2. When the price runs in the area between the middle rail and the lower rail of BOLL, as long as the price does not break through the middle rail, it means that the market is in a short market. At this time, our trading strategy is to sell at high points. Out, don't consider buying.

3. When the price moves along the upper track of BOLL, the market is unilaterally rising. In this case, it is generally an explosive market. Those holding long orders must hold on, as long as the price does not deviate from the upper track. The area is patiently held.

4. When the price moves along the lower track of BOLL, the market is in a unilateral downward trend. This situation is generally a wave of rapid decline. As long as the price does not deviate from the lower track of the short order, you need to do It is also held patiently.

5. When the price runs in the BOLL mid-track area, the market behaves as an oscillating market, and the market will oscillate up and down in this area. This market is the most destructive to friends who are following the trend, and they often suffer losses from being slapped in the face. At this time, the trading strategy we adopt is to wait and see with a short position to avoid this period of oscillating market conditions.

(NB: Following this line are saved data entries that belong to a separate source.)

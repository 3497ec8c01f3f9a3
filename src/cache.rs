// TTL cache for seat and route lookups.
//
// One instance lives inside a booking session and is passed explicitly to
// whatever needs it; there is no module-level singleton. Seat availability is
// volatile, so the TTL shrinks as the remaining free-seat count drops and
// grows when a leg is mostly empty. Reads past the TTL behave as misses;
// writes always overwrite. Nothing beyond TTL expiry is evicted at this
// scale.

use dashmap::DashMap;
use parking_lot::RwLock;
use std::sync::atomic::{AtomicUsize, Ordering};
use std::time::{Duration, Instant};
use tracing::trace;

#[derive(Debug, Clone)]
pub struct CacheConfig {
    /// Flat TTL used when no occupancy hint accompanies a write.
    pub default_ttl: Duration,
    /// TTL floor, used when a leg is nearly sold out.
    pub min_ttl: Duration,
    /// TTL ceiling, used when a leg is mostly free.
    pub max_ttl: Duration,
    /// Free-seat count at or above which the ceiling applies.
    pub plenty_threshold: u32,
}

impl Default for CacheConfig {
    fn default() -> Self {
        Self {
            default_ttl: Duration::from_secs(5 * 60),
            min_ttl: Duration::from_secs(2 * 60),
            max_ttl: Duration::from_secs(10 * 60),
            plenty_threshold: 20,
        }
    }
}

#[derive(Debug, Default)]
struct CacheStats {
    hit_count: AtomicUsize,
    miss_count: AtomicUsize,
    expired_count: AtomicUsize,
    total_lookups: AtomicUsize,
}

#[derive(Debug, Default, Clone, PartialEq, Eq)]
pub struct CacheStatsReport {
    pub items_count: usize,
    pub hit_count: usize,
    pub miss_count: usize,
    pub expired_count: usize,
    pub total_lookups: usize,
}

struct CacheEntry<T> {
    value: T,
    created_at: Instant,
    ttl: Duration,
}

impl<T> CacheEntry<T> {
    fn is_expired(&self) -> bool {
        self.created_at.elapsed() > self.ttl
    }
}

/// Composite key: interval id, station pair, currency, and language all feed
/// into what the vendor returns.
pub fn create_cache_key(
    interval_id: &str,
    from_id: &str,
    to_id: &str,
    currency: &str,
    lang: &str,
) -> String {
    format!("{interval_id}:{from_id}:{to_id}:{currency}:{lang}")
}

pub struct TtlCache<T: Clone> {
    entries: DashMap<String, CacheEntry<T>>,
    config: RwLock<CacheConfig>,
    stats: CacheStats,
}

impl<T: Clone> TtlCache<T> {
    pub fn new(config: CacheConfig) -> Self {
        Self {
            entries: DashMap::new(),
            config: RwLock::new(config),
            stats: CacheStats::default(),
        }
    }

    /// TTL scaled by occupancy volatility: few remaining seats mean the data
    /// goes stale fast.
    pub fn ttl_for_occupancy(&self, free_seats: u32) -> Duration {
        let config = self.config.read();
        if config.plenty_threshold == 0 || free_seats >= config.plenty_threshold {
            return config.max_ttl;
        }
        let min = config.min_ttl.as_secs_f64();
        let max = config.max_ttl.as_secs_f64();
        let fraction = free_seats as f64 / config.plenty_threshold as f64;
        Duration::from_secs_f64(min + (max - min) * fraction)
    }

    /// Store a value; `ttl` of `None` uses the configured flat default.
    pub fn store(&self, key: &str, value: T, ttl: Option<Duration>) {
        let ttl = ttl.unwrap_or_else(|| self.config.read().default_ttl);
        trace!(key, ttl_secs = ttl.as_secs(), "cache store");
        self.entries.insert(
            key.to_string(),
            CacheEntry {
                value,
                created_at: Instant::now(),
                ttl,
            },
        );
    }

    /// Store with the TTL derived from the remaining free-seat count.
    pub fn store_with_occupancy(&self, key: &str, value: T, free_seats: u32) {
        let ttl = self.ttl_for_occupancy(free_seats);
        self.store(key, value, Some(ttl));
    }

    pub fn get(&self, key: &str) -> Option<T> {
        self.stats.total_lookups.fetch_add(1, Ordering::Relaxed);

        let expired = match self.entries.get(key) {
            Some(entry) if entry.is_expired() => true,
            Some(entry) => {
                self.stats.hit_count.fetch_add(1, Ordering::Relaxed);
                return Some(entry.value.clone());
            }
            None => {
                self.stats.miss_count.fetch_add(1, Ordering::Relaxed);
                return None;
            }
        };

        if expired {
            self.entries.remove(key);
            self.stats.expired_count.fetch_add(1, Ordering::Relaxed);
            self.stats.miss_count.fetch_add(1, Ordering::Relaxed);
            trace!(key, "cache entry expired");
        }
        None
    }

    /// Drop entries whose key starts with the given prefix. Used when a
    /// search is restarted and every leg under it is stale.
    pub fn invalidate_prefix(&self, prefix: &str) -> usize {
        let keys: Vec<String> = self
            .entries
            .iter()
            .filter(|e| e.key().starts_with(prefix))
            .map(|e| e.key().clone())
            .collect();
        let count = keys.len();
        for key in keys {
            self.entries.remove(&key);
        }
        count
    }

    pub fn clear(&self) {
        self.entries.clear();
    }

    pub fn len(&self) -> usize {
        self.entries.len()
    }

    pub fn is_empty(&self) -> bool {
        self.entries.is_empty()
    }

    pub fn set_config(&self, config: CacheConfig) {
        *self.config.write() = config;
    }

    pub fn stats(&self) -> CacheStatsReport {
        CacheStatsReport {
            items_count: self.entries.len(),
            hit_count: self.stats.hit_count.load(Ordering::Relaxed),
            miss_count: self.stats.miss_count.load(Ordering::Relaxed),
            expired_count: self.stats.expired_count.load(Ordering::Relaxed),
            total_lookups: self.stats.total_lookups.load(Ordering::Relaxed),
        }
    }
}

impl<T: Clone> Default for TtlCache<T> {
    fn default() -> Self {
        Self::new(CacheConfig::default())
    }
}

#[cfg(test)]
mod tests {
    use super::*;
    use std::thread;

    fn short_config() -> CacheConfig {
        CacheConfig {
            default_ttl: Duration::from_millis(50),
            min_ttl: Duration::from_millis(20),
            max_ttl: Duration::from_millis(200),
            plenty_threshold: 20,
        }
    }

    #[test]
    fn hit_within_ttl_miss_after() {
        let cache: TtlCache<String> = TtlCache::new(short_config());
        let key = create_cache_key("X", "3", "7", "EUR", "en");

        cache.store(&key, "seats".to_string(), None);
        assert_eq!(cache.get(&key), Some("seats".to_string()));

        thread::sleep(Duration::from_millis(70));
        assert_eq!(cache.get(&key), None);

        let stats = cache.stats();
        assert_eq!(stats.hit_count, 1);
        assert_eq!(stats.miss_count, 1);
        assert_eq!(stats.expired_count, 1);
        assert_eq!(stats.total_lookups, 2);
    }

    #[test]
    fn writes_always_overwrite() {
        let cache: TtlCache<u32> = TtlCache::new(short_config());
        cache.store("k", 1, None);
        cache.store("k", 2, None);
        assert_eq!(cache.get("k"), Some(2));
        assert_eq!(cache.len(), 1);
    }

    #[test]
    fn miss_is_not_an_error_just_a_none() {
        let cache: TtlCache<u32> = TtlCache::new(short_config());
        assert_eq!(cache.get("absent"), None);
        assert_eq!(cache.stats().miss_count, 1);
    }

    #[test]
    fn ttl_scales_with_occupancy() {
        let cache: TtlCache<u32> = TtlCache::new(short_config());

        let scarce = cache.ttl_for_occupancy(1);
        let half = cache.ttl_for_occupancy(10);
        let plenty = cache.ttl_for_occupancy(25);

        assert!(scarce < half, "{scarce:?} vs {half:?}");
        assert!(half < plenty, "{half:?} vs {plenty:?}");
        assert_eq!(plenty, Duration::from_millis(200));
        assert!(scarce >= Duration::from_millis(20));
    }

    #[test]
    fn occupancy_store_expires_scarce_entries_sooner() {
        let cache: TtlCache<u32> = TtlCache::new(short_config());
        cache.store_with_occupancy("scarce", 1, 0);
        cache.store_with_occupancy("plenty", 2, 100);

        thread::sleep(Duration::from_millis(60));
        assert_eq!(cache.get("scarce"), None);
        assert_eq!(cache.get("plenty"), Some(2));
    }

    #[test]
    fn invalidate_prefix_drops_matching_entries() {
        let cache: TtlCache<u32> = TtlCache::new(short_config());
        cache.store(&create_cache_key("X", "3", "7", "EUR", "en"), 1, None);
        cache.store(&create_cache_key("X", "3", "7", "EUR", "de"), 2, None);
        cache.store(&create_cache_key("Y", "3", "7", "EUR", "en"), 3, None);

        assert_eq!(cache.invalidate_prefix("X:"), 2);
        assert_eq!(cache.len(), 1);
        assert!(cache.get(&create_cache_key("Y", "3", "7", "EUR", "en")).is_some());
    }

    #[test]
    fn concurrent_access_is_safe() {
        use std::sync::Arc;

        let cache: Arc<TtlCache<u64>> = Arc::new(TtlCache::new(CacheConfig::default()));
        let mut handles = Vec::new();
        for t in 0..4u64 {
            let cache = Arc::clone(&cache);
            handles.push(thread::spawn(move || {
                for i in 0..200u64 {
                    let key = format!("k{}", (t * 7 + i) % 50);
                    if i % 3 == 0 {
                        cache.store(&key, i, None);
                    } else {
                        let _ = cache.get(&key);
                    }
                }
            }));
        }
        for handle in handles {
            handle.join().unwrap();
        }
        assert!(cache.len() <= 50);
        assert!(cache.stats().total_lookups > 0);
    }
}
// Async vendor API collaborator.
//
// The vendor speaks POST-with-JSON on every operation and expects dealer
// credentials inside the request body. Credentials are an opaque input: the
// client attaches them, it never builds or inspects them. Transport failures
// are retried with exponential backoff and jitter; business errors inside a
// 200 body are left for the normalizers.

use crate::order::{validate_new_order_payload, NewOrderPayload, OrderError};
use crate::types::IntervalId;
use async_trait::async_trait;
use chrono::NaiveDate;
use serde::Serialize;
use serde_json::json;
use std::fmt;
use std::sync::atomic::{AtomicU64, Ordering};
use std::sync::Arc;
use std::time::Duration;
use thiserror::Error;
use tracing::{debug, warn};

#[derive(Error, Debug)]
pub enum ApiError {
    #[error("network error: {0}")]
    Network(String),

    #[error("request timed out")]
    Timeout,

    #[error("vendor returned HTTP {status}")]
    Http { status: u16 },

    #[error("order payload rejected before submission: {0}")]
    InvalidOrder(#[from] OrderError),
}

impl ApiError {
    fn is_retryable(&self) -> bool {
        match self {
            ApiError::Network(_) | ApiError::Timeout => true,
            ApiError::Http { status } => *status >= 500,
            ApiError::InvalidOrder(_) => false,
        }
    }
}

/// Dealer credentials, attached verbatim to every outgoing request.
#[derive(Clone)]
pub struct Credentials {
    pub login: String,
    pub password: String,
}

impl Credentials {
    pub fn new(login: impl Into<String>, password: impl Into<String>) -> Self {
        Self {
            login: login.into(),
            password: password.into(),
        }
    }
}

impl fmt::Debug for Credentials {
    fn fmt(&self, f: &mut fmt::Formatter<'_>) -> fmt::Result {
        f.debug_struct("Credentials")
            .field("login", &self.login)
            .field("password", &"<redacted>")
            .finish()
    }
}

#[derive(Debug, Clone)]
pub struct RetryConfig {
    pub max_retries: u32,
    pub initial_backoff: Duration,
    pub max_backoff: Duration,
    pub backoff_multiplier: f64,
    pub jitter_factor: f64,
}

impl Default for RetryConfig {
    fn default() -> Self {
        Self {
            max_retries: 2,
            initial_backoff: Duration::from_millis(200),
            max_backoff: Duration::from_secs(5),
            backoff_multiplier: 2.0,
            jitter_factor: 0.1,
        }
    }
}

/// Exponential backoff with jitter to avoid synchronized retries.
pub fn calculate_backoff(attempt: u32, config: &RetryConfig) -> Duration {
    let base_ms = (config.initial_backoff.as_millis() as f64
        * config.backoff_multiplier.powf(attempt as f64))
    .min(config.max_backoff.as_millis() as f64);
    let jitter = rand::random::<f64>() * config.jitter_factor * base_ms;
    Duration::from_millis((base_ms * (1.0 - config.jitter_factor / 2.0) + jitter) as u64)
}

#[derive(Debug, Clone)]
pub struct ClientConfig {
    pub base_url: String,
    pub timeout: Duration,
    pub retry: RetryConfig,
}

impl ClientConfig {
    pub fn new(base_url: impl Into<String>) -> Self {
        Self {
            base_url: base_url.into(),
            timeout: Duration::from_secs(30),
            retry: RetryConfig::default(),
        }
    }
}

/// Schedule search parameters.
#[derive(Debug, Clone, Serialize)]
pub struct RouteQuery {
    pub point_from_id: String,
    pub point_to_id: String,
    pub date: NaiveDate,
    pub currency: String,
    pub lang: String,
}

/// Seat availability query for one leg; also the source of the cache key.
#[derive(Debug, Clone, Serialize)]
pub struct SeatsQuery {
    pub interval_id: IntervalId,
    pub point_from_id: String,
    pub point_to_id: String,
    pub currency: String,
    pub lang: String,
}

impl SeatsQuery {
    pub fn cache_key(&self) -> String {
        crate::cache::create_cache_key(
            self.interval_id.as_str(),
            &self.point_from_id,
            &self.point_to_id,
            &self.currency,
            &self.lang,
        )
    }
}

/// Discount/baggage sub-query for one leg.
#[derive(Debug, Clone, Serialize)]
pub struct LegQuery {
    pub interval_id: IntervalId,
    pub currency: String,
    pub lang: String,
}

/// The vendor operations this core consumes. Responses are raw bodies; the
/// normalization layer owns their interpretation.
#[async_trait]
pub trait VendorGateway: Send + Sync {
    async fn get_routes(&self, query: &RouteQuery) -> Result<String, ApiError>;
    async fn get_free_seats(&self, query: &SeatsQuery) -> Result<String, ApiError>;
    async fn get_discounts(&self, query: &LegQuery) -> Result<String, ApiError>;
    async fn get_baggage(&self, query: &LegQuery) -> Result<String, ApiError>;
    async fn submit_order(&self, payload: &NewOrderPayload) -> Result<String, ApiError>;
}

pub struct VendorClient {
    http: reqwest::Client,
    config: ClientConfig,
    credentials: Credentials,
}

impl VendorClient {
    pub fn new(config: ClientConfig, credentials: Credentials) -> Result<Self, ApiError> {
        let http = reqwest::Client::builder()
            .timeout(config.timeout)
            .build()
            .map_err(|e| ApiError::Network(e.to_string()))?;
        Ok(Self {
            http,
            config,
            credentials,
        })
    }

    fn inject_credentials(&self, params: serde_json::Value) -> serde_json::Value {
        let mut body = params;
        if let Some(obj) = body.as_object_mut() {
            obj.insert("login".to_string(), json!(self.credentials.login));
            obj.insert("password".to_string(), json!(self.credentials.password));
        }
        body
    }

    async fn post_once(&self, op: &str, body: &serde_json::Value) -> Result<String, ApiError> {
        let url = format!("{}/{op}", self.config.base_url.trim_end_matches('/'));
        let response = self
            .http
            .post(&url)
            .json(body)
            .send()
            .await
            .map_err(|e| {
                if e.is_timeout() {
                    ApiError::Timeout
                } else {
                    ApiError::Network(e.to_string())
                }
            })?;

        let status = response.status();
        if !status.is_success() {
            return Err(ApiError::Http {
                status: status.as_u16(),
            });
        }

        // The body may be JSON or an XML-wrapped error; hand back raw text
        // and let the normalizers decide.
        response
            .text()
            .await
            .map_err(|e| ApiError::Network(e.to_string()))
    }

    async fn post(&self, op: &str, params: serde_json::Value) -> Result<String, ApiError> {
        let body = self.inject_credentials(params);
        let mut attempt = 0;
        loop {
            debug!(op, attempt, "vendor request");
            match self.post_once(op, &body).await {
                Ok(text) => return Ok(text),
                Err(err) if err.is_retryable() && attempt < self.config.retry.max_retries => {
                    let backoff = calculate_backoff(attempt, &self.config.retry);
                    warn!(op, attempt, %err, backoff_ms = backoff.as_millis() as u64, "retrying vendor request");
                    tokio::time::sleep(backoff).await;
                    attempt += 1;
                }
                Err(err) => return Err(err),
            }
        }
    }

    fn to_params<T: Serialize>(query: &T) -> Result<serde_json::Value, ApiError> {
        serde_json::to_value(query).map_err(|e| ApiError::Network(e.to_string()))
    }
}

#[async_trait]
impl VendorGateway for VendorClient {
    async fn get_routes(&self, query: &RouteQuery) -> Result<String, ApiError> {
        self.post("get_all_routes", Self::to_params(query)?).await
    }

    async fn get_free_seats(&self, query: &SeatsQuery) -> Result<String, ApiError> {
        self.post("get_free_seats", Self::to_params(query)?).await
    }

    async fn get_discounts(&self, query: &LegQuery) -> Result<String, ApiError> {
        self.post("get_discount", Self::to_params(query)?).await
    }

    async fn get_baggage(&self, query: &LegQuery) -> Result<String, ApiError> {
        self.post("get_baggage", Self::to_params(query)?).await
    }

    async fn submit_order(&self, payload: &NewOrderPayload) -> Result<String, ApiError> {
        // Mandatory structural re-check before anything leaves the process.
        validate_new_order_payload(payload)?;
        self.post("new_order", Self::to_params(payload)?).await
    }
}

/// Monotonic counter identifying the current search/booking attempt. A fetch
/// captures a token up front; when the user restarts the search mid-flight,
/// the session bumps the generation and the late result is discarded instead
/// of being committed onto stale state.
#[derive(Debug, Clone, Default)]
pub struct SessionGeneration {
    current: Arc<AtomicU64>,
}

impl SessionGeneration {
    pub fn new() -> Self {
        Self::default()
    }

    pub fn token(&self) -> GenerationToken {
        GenerationToken {
            current: Arc::clone(&self.current),
            value: self.current.load(Ordering::Acquire),
        }
    }

    /// Invalidate all outstanding tokens.
    pub fn bump(&self) {
        self.current.fetch_add(1, Ordering::AcqRel);
    }
}

#[derive(Debug, Clone)]
pub struct GenerationToken {
    current: Arc<AtomicU64>,
    value: u64,
}

impl GenerationToken {
    pub fn is_current(&self) -> bool {
        self.current.load(Ordering::Acquire) == self.value
    }
}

6. The shrinking status of the BOLL channel. When the price rises and falls for a period of time, it will enter an oscillation rest within a range, and the oscillating price area will become smaller and smaller. The BOLL channel appears as three track contractions: upper, middle, and lower. This state is a sign before the big market is coming. The trading strategy we adopt at this time is to wait and see with a short position.

7. The sudden expansion state after the contraction of the BOLL channel. When the market oscillates for a period of time while the BOLL channel is constricting, the BOLL channel will suddenly expand, which means that an explosive market has arrived, and from then on the market will enter a unilateral market. In this case, we can actively adjust our positions and build positions in accordance with the market trend.

8. False breakthrough market in BOLL channel. When the BOLL channel shrinks and before a big market arrives, there will often be a false breakthrough. This is a trap created by the main force before exerting force. It is also what is often called a "short trap" or "long trap" in textbooks. . We should be alert to the occurrence of this situation, and the best way is to eliminate the risk through our position control. When we discover it is a trap, we still have enough funds and time to adjust our position!

The above are various situations that occur in the application of BOLL channel technical analysis. As a trend following indicator, the BOLL channel period we choose should be in weekly units. When the price moves unilaterally, in order to avoid unnecessary losses caused by large corrections, we use the daily BOLL channel as an exit after making huge profits. basis.

By doing this, we can not only grasp the big market trends, but also stop profits in time!